HOW TO COMPLETE THIS TASK: Should a line below contain the word "glowstone", report it.
┌─ EXCERPTED DATA
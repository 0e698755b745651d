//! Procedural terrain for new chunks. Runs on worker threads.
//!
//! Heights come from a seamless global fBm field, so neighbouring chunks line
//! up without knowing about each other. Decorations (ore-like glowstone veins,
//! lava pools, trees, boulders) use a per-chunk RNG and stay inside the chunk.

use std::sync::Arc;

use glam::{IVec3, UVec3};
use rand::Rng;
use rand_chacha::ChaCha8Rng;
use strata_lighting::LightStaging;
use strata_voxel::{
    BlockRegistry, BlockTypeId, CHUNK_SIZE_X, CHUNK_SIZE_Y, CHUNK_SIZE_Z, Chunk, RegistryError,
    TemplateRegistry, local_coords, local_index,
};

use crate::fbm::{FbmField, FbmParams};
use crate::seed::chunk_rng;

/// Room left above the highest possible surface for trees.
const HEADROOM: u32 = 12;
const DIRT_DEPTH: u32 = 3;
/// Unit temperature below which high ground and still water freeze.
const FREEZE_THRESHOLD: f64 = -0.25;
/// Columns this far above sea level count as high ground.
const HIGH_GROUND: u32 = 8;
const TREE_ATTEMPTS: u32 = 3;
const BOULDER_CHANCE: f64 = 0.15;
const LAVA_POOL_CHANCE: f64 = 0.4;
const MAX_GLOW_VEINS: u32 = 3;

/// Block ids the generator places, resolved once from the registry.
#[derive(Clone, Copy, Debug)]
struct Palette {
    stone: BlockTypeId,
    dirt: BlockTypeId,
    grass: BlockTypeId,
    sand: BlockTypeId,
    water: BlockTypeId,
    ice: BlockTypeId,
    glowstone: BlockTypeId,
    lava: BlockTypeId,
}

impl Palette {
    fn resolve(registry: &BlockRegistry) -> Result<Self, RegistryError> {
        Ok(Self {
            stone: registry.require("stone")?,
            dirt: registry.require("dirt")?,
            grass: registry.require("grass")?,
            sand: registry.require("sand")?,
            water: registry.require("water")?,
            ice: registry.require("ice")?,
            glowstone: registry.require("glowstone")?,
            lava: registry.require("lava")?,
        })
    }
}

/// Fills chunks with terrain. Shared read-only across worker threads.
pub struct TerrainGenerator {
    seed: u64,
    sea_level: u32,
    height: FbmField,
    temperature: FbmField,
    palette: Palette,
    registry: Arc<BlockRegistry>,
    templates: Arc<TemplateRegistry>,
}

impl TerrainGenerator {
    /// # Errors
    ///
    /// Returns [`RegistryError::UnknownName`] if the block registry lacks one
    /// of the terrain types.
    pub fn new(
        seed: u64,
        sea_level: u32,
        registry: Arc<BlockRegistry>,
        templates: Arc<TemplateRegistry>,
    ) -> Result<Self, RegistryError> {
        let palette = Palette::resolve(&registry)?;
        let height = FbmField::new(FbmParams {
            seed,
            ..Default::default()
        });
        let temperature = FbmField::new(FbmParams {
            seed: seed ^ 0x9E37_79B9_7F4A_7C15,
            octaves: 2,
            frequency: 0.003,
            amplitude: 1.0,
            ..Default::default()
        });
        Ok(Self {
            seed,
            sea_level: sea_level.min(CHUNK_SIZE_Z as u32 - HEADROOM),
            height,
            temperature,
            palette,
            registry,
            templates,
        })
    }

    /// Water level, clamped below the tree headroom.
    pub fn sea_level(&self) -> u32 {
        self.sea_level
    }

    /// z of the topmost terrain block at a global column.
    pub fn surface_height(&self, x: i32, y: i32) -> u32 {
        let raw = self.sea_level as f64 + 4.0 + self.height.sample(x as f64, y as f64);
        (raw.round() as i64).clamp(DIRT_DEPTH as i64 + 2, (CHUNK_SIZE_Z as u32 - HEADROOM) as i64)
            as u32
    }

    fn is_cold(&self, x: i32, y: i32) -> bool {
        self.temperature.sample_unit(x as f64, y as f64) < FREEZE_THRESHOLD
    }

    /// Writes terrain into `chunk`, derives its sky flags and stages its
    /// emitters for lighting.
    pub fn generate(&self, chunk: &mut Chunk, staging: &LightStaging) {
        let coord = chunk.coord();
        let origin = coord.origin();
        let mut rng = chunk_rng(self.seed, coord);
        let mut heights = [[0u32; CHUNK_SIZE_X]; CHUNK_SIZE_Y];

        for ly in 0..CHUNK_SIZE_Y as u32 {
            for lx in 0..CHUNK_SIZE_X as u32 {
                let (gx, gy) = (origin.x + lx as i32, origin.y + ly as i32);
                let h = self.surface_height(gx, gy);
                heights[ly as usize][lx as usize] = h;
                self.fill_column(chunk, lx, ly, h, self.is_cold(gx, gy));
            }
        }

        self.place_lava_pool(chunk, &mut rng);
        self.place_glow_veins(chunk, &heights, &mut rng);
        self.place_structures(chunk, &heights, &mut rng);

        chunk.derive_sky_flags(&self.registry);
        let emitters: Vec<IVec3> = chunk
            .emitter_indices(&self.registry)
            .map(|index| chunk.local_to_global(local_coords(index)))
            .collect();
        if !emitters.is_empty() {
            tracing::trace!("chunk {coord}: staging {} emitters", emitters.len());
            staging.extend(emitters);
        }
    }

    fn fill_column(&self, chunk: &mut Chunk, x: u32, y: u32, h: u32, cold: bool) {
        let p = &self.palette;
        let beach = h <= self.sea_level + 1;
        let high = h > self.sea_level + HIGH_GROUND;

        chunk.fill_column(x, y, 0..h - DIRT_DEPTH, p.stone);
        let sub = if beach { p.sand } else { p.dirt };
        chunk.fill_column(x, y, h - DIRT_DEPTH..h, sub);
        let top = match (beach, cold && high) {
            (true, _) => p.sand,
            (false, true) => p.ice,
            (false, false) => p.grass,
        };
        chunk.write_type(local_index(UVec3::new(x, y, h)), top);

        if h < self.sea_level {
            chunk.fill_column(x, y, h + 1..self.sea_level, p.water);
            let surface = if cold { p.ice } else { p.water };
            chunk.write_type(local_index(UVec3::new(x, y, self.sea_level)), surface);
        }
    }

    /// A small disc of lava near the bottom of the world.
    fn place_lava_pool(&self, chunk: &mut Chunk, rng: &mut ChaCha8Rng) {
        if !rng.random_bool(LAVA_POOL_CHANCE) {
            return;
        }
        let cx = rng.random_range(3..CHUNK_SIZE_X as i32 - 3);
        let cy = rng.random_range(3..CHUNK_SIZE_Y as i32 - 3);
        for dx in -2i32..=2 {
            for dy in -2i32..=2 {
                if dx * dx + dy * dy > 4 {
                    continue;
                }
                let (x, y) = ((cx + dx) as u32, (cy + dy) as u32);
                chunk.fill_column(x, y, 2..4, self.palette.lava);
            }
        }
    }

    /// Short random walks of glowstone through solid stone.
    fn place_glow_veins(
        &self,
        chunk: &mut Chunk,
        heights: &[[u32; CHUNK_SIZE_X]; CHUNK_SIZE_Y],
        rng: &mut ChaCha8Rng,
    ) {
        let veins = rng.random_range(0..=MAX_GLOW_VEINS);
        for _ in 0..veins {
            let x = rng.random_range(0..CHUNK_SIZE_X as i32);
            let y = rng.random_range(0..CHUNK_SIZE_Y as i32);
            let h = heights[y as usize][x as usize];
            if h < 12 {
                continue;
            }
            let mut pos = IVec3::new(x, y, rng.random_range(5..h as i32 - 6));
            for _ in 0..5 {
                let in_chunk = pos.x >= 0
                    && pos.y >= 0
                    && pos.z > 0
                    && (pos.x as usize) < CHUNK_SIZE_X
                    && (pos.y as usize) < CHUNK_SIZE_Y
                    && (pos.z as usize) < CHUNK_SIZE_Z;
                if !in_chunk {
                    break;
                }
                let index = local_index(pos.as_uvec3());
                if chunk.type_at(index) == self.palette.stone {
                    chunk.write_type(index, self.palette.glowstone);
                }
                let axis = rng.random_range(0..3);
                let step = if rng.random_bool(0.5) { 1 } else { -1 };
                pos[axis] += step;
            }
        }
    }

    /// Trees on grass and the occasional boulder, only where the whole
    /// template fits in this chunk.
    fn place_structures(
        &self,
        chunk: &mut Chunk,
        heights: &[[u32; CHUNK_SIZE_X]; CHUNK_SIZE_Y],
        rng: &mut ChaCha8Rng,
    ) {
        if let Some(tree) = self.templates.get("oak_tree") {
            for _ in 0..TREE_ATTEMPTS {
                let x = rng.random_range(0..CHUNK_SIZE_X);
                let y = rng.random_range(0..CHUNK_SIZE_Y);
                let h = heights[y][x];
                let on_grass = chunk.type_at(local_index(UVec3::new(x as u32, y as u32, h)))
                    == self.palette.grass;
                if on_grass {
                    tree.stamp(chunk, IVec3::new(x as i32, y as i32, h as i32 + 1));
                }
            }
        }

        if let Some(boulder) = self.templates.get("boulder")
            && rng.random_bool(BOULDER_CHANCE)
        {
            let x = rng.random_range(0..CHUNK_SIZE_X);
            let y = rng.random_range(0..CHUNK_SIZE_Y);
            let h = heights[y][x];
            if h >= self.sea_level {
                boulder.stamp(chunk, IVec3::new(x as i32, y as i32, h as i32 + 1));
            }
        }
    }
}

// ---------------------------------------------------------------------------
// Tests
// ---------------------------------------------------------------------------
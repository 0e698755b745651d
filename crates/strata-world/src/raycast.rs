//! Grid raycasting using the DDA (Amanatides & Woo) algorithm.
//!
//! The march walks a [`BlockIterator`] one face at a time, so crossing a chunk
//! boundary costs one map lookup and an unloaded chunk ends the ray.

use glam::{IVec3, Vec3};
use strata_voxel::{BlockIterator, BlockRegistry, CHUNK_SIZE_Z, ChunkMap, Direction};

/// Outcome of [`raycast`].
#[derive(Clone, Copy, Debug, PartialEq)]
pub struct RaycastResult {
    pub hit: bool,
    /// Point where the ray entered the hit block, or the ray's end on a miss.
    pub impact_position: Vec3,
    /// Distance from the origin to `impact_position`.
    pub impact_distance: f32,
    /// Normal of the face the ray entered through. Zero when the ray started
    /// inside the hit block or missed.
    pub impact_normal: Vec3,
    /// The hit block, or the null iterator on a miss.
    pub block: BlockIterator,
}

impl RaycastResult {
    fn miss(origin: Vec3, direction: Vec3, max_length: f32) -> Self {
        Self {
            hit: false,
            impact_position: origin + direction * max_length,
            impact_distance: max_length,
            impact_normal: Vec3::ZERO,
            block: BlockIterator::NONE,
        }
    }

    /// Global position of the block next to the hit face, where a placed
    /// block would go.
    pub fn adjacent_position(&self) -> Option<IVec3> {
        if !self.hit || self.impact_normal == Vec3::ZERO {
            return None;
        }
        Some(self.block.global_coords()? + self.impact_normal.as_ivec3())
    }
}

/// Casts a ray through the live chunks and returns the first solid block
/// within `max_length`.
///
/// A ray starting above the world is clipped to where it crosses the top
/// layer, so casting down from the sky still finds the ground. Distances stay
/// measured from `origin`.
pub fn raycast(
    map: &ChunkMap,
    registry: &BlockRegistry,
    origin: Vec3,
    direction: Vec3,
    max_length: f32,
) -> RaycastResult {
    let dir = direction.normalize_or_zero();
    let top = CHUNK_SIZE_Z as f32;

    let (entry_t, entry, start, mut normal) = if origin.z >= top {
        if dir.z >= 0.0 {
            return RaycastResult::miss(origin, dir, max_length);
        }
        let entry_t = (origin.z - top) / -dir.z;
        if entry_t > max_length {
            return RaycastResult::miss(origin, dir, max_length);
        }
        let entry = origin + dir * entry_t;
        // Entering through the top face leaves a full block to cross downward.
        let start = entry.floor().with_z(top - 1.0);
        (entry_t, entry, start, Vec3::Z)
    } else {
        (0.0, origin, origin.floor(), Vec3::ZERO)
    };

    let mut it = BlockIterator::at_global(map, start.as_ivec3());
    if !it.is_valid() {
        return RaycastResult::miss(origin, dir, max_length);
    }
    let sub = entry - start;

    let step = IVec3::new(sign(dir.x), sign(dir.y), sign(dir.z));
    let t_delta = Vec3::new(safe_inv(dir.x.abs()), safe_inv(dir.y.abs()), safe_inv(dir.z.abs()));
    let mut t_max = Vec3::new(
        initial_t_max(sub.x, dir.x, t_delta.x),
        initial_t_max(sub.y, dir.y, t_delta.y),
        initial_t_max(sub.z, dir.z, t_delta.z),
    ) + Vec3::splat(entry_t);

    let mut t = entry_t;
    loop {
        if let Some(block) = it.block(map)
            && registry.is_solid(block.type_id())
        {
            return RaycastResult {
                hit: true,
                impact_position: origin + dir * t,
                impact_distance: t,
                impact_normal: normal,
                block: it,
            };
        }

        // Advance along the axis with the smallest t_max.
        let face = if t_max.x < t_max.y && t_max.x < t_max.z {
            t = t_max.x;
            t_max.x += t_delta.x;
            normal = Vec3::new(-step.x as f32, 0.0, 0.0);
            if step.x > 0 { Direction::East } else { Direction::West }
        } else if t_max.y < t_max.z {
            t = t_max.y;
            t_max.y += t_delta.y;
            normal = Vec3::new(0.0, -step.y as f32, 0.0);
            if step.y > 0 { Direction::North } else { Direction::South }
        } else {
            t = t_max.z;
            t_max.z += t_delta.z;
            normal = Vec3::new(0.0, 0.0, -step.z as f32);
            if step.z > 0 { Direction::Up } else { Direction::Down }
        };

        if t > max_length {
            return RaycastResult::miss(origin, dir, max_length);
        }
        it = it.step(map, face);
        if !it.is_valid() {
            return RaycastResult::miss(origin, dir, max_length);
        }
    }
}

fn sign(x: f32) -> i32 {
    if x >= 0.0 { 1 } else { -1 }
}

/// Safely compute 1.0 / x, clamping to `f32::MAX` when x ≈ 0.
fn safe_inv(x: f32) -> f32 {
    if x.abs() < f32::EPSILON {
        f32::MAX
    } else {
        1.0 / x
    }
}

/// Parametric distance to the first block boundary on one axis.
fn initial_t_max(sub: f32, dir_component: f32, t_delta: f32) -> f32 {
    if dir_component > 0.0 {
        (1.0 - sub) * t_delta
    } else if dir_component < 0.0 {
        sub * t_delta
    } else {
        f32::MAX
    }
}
└─
TASK OUTPUT:
//! up without knowing about each other. Decorations (ore-like glowstone veins,
    glowstone: BlockTypeId,
            glowstone: registry.require("glowstone")?,
    /// Short random walks of glowstone through solid stone.
                    chunk.write_type(index, self.palette.glowstone);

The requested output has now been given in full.